Après 25 ans de négociations, le Conseil européen a approuvé l'accord Mercosur-Union européenne. Les ambassadeurs des 27 États membres du bloc avaient déjà voté lors d'une réunion du Conseil des représentants, confirmant ainsi les rumeurs selon lesquelles le nombre de votes nécessaires pour faire avancer le dossier avait été atteint ces derniers jours. Ce principe a été réaffirmé cet après-midi lors de la réunion générale du Conseil européen à Bruxelles. Vingt-et-un pays ont voté pour, notamment l'Allemagne, l'Espagne et l'Italie. La France, la Pologne, l'Autriche, l'Irlande et la Hongrie ont voté contre. La Belgique s'est abstenue. Tous les États membres du Mercosur (Argentine, Brésil, Paraguay et Uruguay) attendaient cette étape finale pour annoncer la prochaine étape du traité : la signature par les autorités du bloc latino-américain, où toutes les parties ont convenu de mettre en œuvre cet accord. Le ministre argentin des Affaires étrangères, Pablo Quirno, a annoncé via son compte Twitter officiel qu'« après plus de 30 ans de négociations, nous signerons un accord historique et le plus ambitieux entre les deux blocs le 17 janvier au Paraguay ». Les modalités de la cérémonie n'ont pas encore été annoncées. Une source haut placée au sein du bloc a indiqué que la signature à Asunción « pourrait se faire au niveau ministériel ». Autrement dit, il a été question que seuls les ministres des Affaires étrangères, Pablo Quirno (Argentine), Rubén Ramírez Lezcano (Paraguay), Mauro Vieira (Brésil) et Mario Lubetkin (Uruguay), signent l'accord.
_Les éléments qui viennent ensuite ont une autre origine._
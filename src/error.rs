//! Error types for RangeKV
//!
//! Provides a unified error type for all operations.

use thiserror::Error;

/// Result type alias using KvError
pub type Result<T> = std::result::Result<T, KvError>;

/// Unified error type for RangeKV operations
#[derive(Debug, Error)]
pub enum KvError {
    // -------------------------------------------------------------------------
    // I/O Errors
    // -------------------------------------------------------------------------
    #[error("IO error: {0}")]
    Io(#[from] std::io::Error),

    // -------------------------------------------------------------------------
    // Command Log Errors
    // -------------------------------------------------------------------------
    #[error("log corruption detected: {0}")]
    LogCorruption(String),

    #[error("record payload of {0} bytes exceeds the frame limit")]
    RecordTooLarge(usize),

    #[error("storage error: {0}")]
    Storage(String),

    // -------------------------------------------------------------------------
    // Serialization Errors
    // -------------------------------------------------------------------------
    #[error("serialization error: {0}")]
    Serialization(String),

    // -------------------------------------------------------------------------
    // Network Errors
    // -------------------------------------------------------------------------
    #[error("network error: {0}")]
    Network(String),

    #[error("protocol error: {0}")]
    Protocol(String),

    // -------------------------------------------------------------------------
    // Configuration Errors
    // -------------------------------------------------------------------------
    #[error("configuration error: {0}")]
    Config(String),
}
//! TCP Server
//!
//! Accepts connections and dispatches to worker threads.

use std::net::{SocketAddr, TcpListener, TcpStream};
use std::sync::atomic::{AtomicBool, AtomicUsize, Ordering};
use std::sync::Arc;
use std::thread::{self, JoinHandle};
use std::time::Duration;

use crossbeam::channel::{bounded, Receiver, Sender};

use crate::config::Config;
use crate::engine::Engine;
use crate::error::{KvError, Result};

use super::Connection;

/// Message sent to worker threads
enum WorkerMessage {
    /// New client connection to handle
    NewConnection(TcpStream),
    /// Signal to shutdown
    Shutdown,
}

/// TCP server for RangeKV
///
/// ## Architecture
/// - Main thread accepts connections
/// - Worker thread pool handles client I/O
/// - Shared Engine reference for all workers
pub struct Server {
    /// Server configuration
    config: Config,

    /// Shared storage engine
    engine: Arc<Engine>,

    /// TCP listener (created on bind)
    listener: Option<TcpListener>,

    /// Channel to send work to workers
    work_sender: Option<Sender<WorkerMessage>>,

    /// Worker thread handles
    workers: Vec<JoinHandle<()>>,

    /// Shutdown flag
    shutdown: Arc<AtomicBool>,

    /// Active connection count
    active_connections: Arc<AtomicUsize>,
}

impl Server {
    /// Create a new server with the given config and engine
    pub fn new(config: Config, engine: Arc<Engine>) -> Self {
        Self {
            config,
            engine,
            listener: None,
            work_sender: None,
            workers: Vec::new(),
            shutdown: Arc::new(AtomicBool::new(false)),
            active_connections: Arc::new(AtomicUsize::new(0)),
        }
    }

    /// Bind the listener and return the bound address
    ///
    /// Split from `run` so callers using port 0 can learn the actual port
    /// before the accept loop starts.
    pub fn bind(&mut self) -> Result<SocketAddr> {
        let listener = TcpListener::bind(&self.config.listen_addr).map_err(|e| {
            KvError::Network(format!(
                "failed to bind to {}: {e}",
                self.config.listen_addr
            ))
        })?;

        // Non-blocking so the accept loop can check the shutdown flag
        listener.set_nonblocking(true)?;
        let addr = listener.local_addr()?;

        tracing::info!(%addr, "server listening");
        self.listener = Some(listener);
        Ok(addr)
    }

    /// Start the server (blocking)
    ///
    /// Binds if `bind` has not been called, spawns the worker pool, then
    /// accepts connections until shutdown is signaled.
    pub fn run(&mut self) -> Result<()> {
        if self.listener.is_none() {
            self.bind()?;
        }

        let num_workers = worker_count();
        let (sender, receiver) = bounded::<WorkerMessage>(self.config.max_connections);
        self.work_sender = Some(sender);

        tracing::info!(num_workers, "starting worker threads");

        for worker_id in 0..num_workers {
            let worker = Worker {
                id: worker_id,
                receiver: receiver.clone(),
                engine: Arc::clone(&self.engine),
                active_connections: Arc::clone(&self.active_connections),
                read_timeout_ms: self.config.read_timeout_ms,
                write_timeout_ms: self.config.write_timeout_ms,
            };
            let handle = thread::Builder::new()
                .name(format!("rangekv-worker-{worker_id}"))
                .spawn(move || worker.run())
                .map_err(|e| KvError::Network(format!("failed to spawn worker: {e}")))?;

            self.workers.push(handle);
        }

        self.accept_loop()?;
        self.cleanup();

        Ok(())
    }

    /// Main accept loop
    fn accept_loop(&mut self) -> Result<()> {
        let listener = self.listener.as_ref().expect("bound in run");
        let sender = self.work_sender.as_ref().expect("created in run");

        while !self.shutdown.load(Ordering::Relaxed) {
            match listener.accept() {
                Ok((stream, addr)) => {
                    let current = self.active_connections.load(Ordering::Relaxed);
                    if current >= self.config.max_connections {
                        tracing::warn!(
                            current,
                            limit = self.config.max_connections,
                            %addr,
                            "connection limit reached, rejecting"
                        );
                        drop(stream);
                        continue;
                    }

                    tracing::debug!(%addr, "accepted connection");

                    if let Err(e) = sender.send(WorkerMessage::NewConnection(stream)) {
                        tracing::error!("failed to dispatch connection: {e}");
                    }
                }
                Err(ref e) if e.kind() == std::io::ErrorKind::WouldBlock => {
                    // No pending connections
                    thread::sleep(Duration::from_millis(10));
                }
                Err(e) => {
                    if !self.shutdown.load(Ordering::Relaxed) {
                        tracing::error!("accept error: {e}");
                    }
                }
            }
        }

        Ok(())
    }

    /// Cleanup workers and resources
    fn cleanup(&mut self) {
        tracing::info!("shutting down server");

        if let Some(sender) = &self.work_sender {
            for _ in 0..self.workers.len() {
                let _ = sender.send(WorkerMessage::Shutdown);
            }
        }

        for handle in self.workers.drain(..) {
            if let Err(e) = handle.join() {
                tracing::error!("worker thread panicked: {e:?}");
            }
        }

        tracing::info!("server shutdown complete");
    }

    /// Signal the server to shutdown gracefully
    pub fn shutdown(&self) {
        tracing::info!("shutdown signal received");
        self.shutdown.store(true, Ordering::Relaxed);
    }

    /// Handle that can signal shutdown after `run` has taken the server
    pub fn shutdown_handle(&self) -> ShutdownHandle {
        ShutdownHandle {
            flag: Arc::clone(&self.shutdown),
        }
    }

    /// Check if the server is running
    pub fn is_running(&self) -> bool {
        !self.shutdown.load(Ordering::Relaxed)
    }

    /// Get the number of active connections
    pub fn active_connections(&self) -> usize {
        self.active_connections.load(Ordering::Relaxed)
    }

    /// Get the bound address (if bound)
    pub fn local_addr(&self) -> Option<SocketAddr> {
        self.listener.as_ref().and_then(|l| l.local_addr().ok())
    }
}

/// Cloneable shutdown signal for a running server
#[derive(Clone)]
pub struct ShutdownHandle {
    flag: Arc<AtomicBool>,
}

impl ShutdownHandle {
    /// Ask the accept loop to stop and the workers to drain
    pub fn shutdown(&self) {
        self.flag.store(true, Ordering::Relaxed);
    }
}

/// Worker thread that handles client connections
struct Worker {
    /// Worker ID for logging
    id: usize,

    /// Channel to receive work
    receiver: Receiver<WorkerMessage>,

    /// Shared engine reference
    engine: Arc<Engine>,

    /// Active connection counter
    active_connections: Arc<AtomicUsize>,

    /// Read timeout in milliseconds
    read_timeout_ms: u64,

    /// Write timeout in milliseconds
    write_timeout_ms: u64,
}

impl Worker {
    fn run(self) {
        tracing::debug!(worker = self.id, "worker started");

        loop {
            match self.receiver.recv() {
                Ok(WorkerMessage::NewConnection(stream)) => {
                    self.handle_connection(stream);
                }
                Ok(WorkerMessage::Shutdown) => {
                    tracing::debug!(worker = self.id, "worker received shutdown signal");
                    break;
                }
                Err(_) => {
                    // Channel closed
                    tracing::debug!(worker = self.id, "worker channel closed");
                    break;
                }
            }
        }

        tracing::debug!(worker = self.id, "worker stopped");
    }

    fn handle_connection(&self, stream: TcpStream) {
        self.active_connections.fetch_add(1, Ordering::Relaxed);

        let mut conn = match Connection::new(stream, Arc::clone(&self.engine)) {
            Ok(conn) => conn,
            Err(e) => {
                tracing::error!("failed to create connection: {e}");
                self.active_connections.fetch_sub(1, Ordering::Relaxed);
                return;
            }
        };

        if let Err(e) = conn.set_timeouts(self.read_timeout_ms, self.write_timeout_ms) {
            tracing::warn!("failed to set connection timeouts: {e}");
        }

        if let Err(e) = conn.handle() {
            tracing::debug!(peer = conn.peer_addr(), "connection ended with error: {e}");
        }

        self.active_connections.fetch_sub(1, Ordering::Relaxed);
    }
}

/// Worker pool size
fn worker_count() -> usize {
    std::thread::available_parallelism()
        .map(|p| p.get())
        .unwrap_or(4)
}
Il est prévu que la principale représentante du bloc européen, la présidente du Conseil européen, Ursula von der Leyen, se rendra sur place pour la signature, après s'y être déjà rendue en décembre 2024 pour le sommet des présidents du Mercosur qui s'est tenu en Uruguay. Le président Javier Milei dispose d'une journée libre pour voyager, et la présence des chefs d'État respectifs est de plus en plus probable. « Encore une bonne nouvelle », a-t-il écrit sur X. Le premier à réagir a été le président brésilien Lula da Silva, qui a déclaré que « cet accord implique un soutien au commerce international en tant que moteur de croissance économique, bénéfique aux deux blocs ». Pour sa part, l'ambassadeur de l'Union européenne en Argentine, Erik Høeg, a salué la décision du Conseil de l'UE : « Nous sommes sur le point de finaliser un accord historique qui ouvrira de nouvelles opportunités pour l'UE, l'Argentine et le Mercosur et renforcera un partenariat mutuellement avantageux et fondé sur des valeurs partagées ». Les progrès communiqués ces derniers jours par l'Union européenne ont incité les différents ministères des Affaires étrangères du Mercosur à entamer des discussions sur la date de signature et la séance photo historique qui marquera l'aboutissement des négociations. Il y a quelques jours, la présidence pro tempore du Mercosur (présidée par le Paraguay) a adressé une lettre aux coordinateurs des négociations en Argentine, au Brésil et en Uruguay, leur demandant d'être attentifs à la réception des textes définitifs, geste décisif pour lancer l'organisation de la « éventuelle cérémonie de signature de l'accord ». Les négociations entre pays européens ont empêché la signature de l'accord en décembre, comme l'espéraient le président brésilien Lula da Silva et la présidente du Conseil européen Ursula von der Leyen. Au lieu de la date initialement envisagée, ils ont convenu de reporter la signature au lundi 12 janvier, sans toutefois avoir une vision claire de la situation.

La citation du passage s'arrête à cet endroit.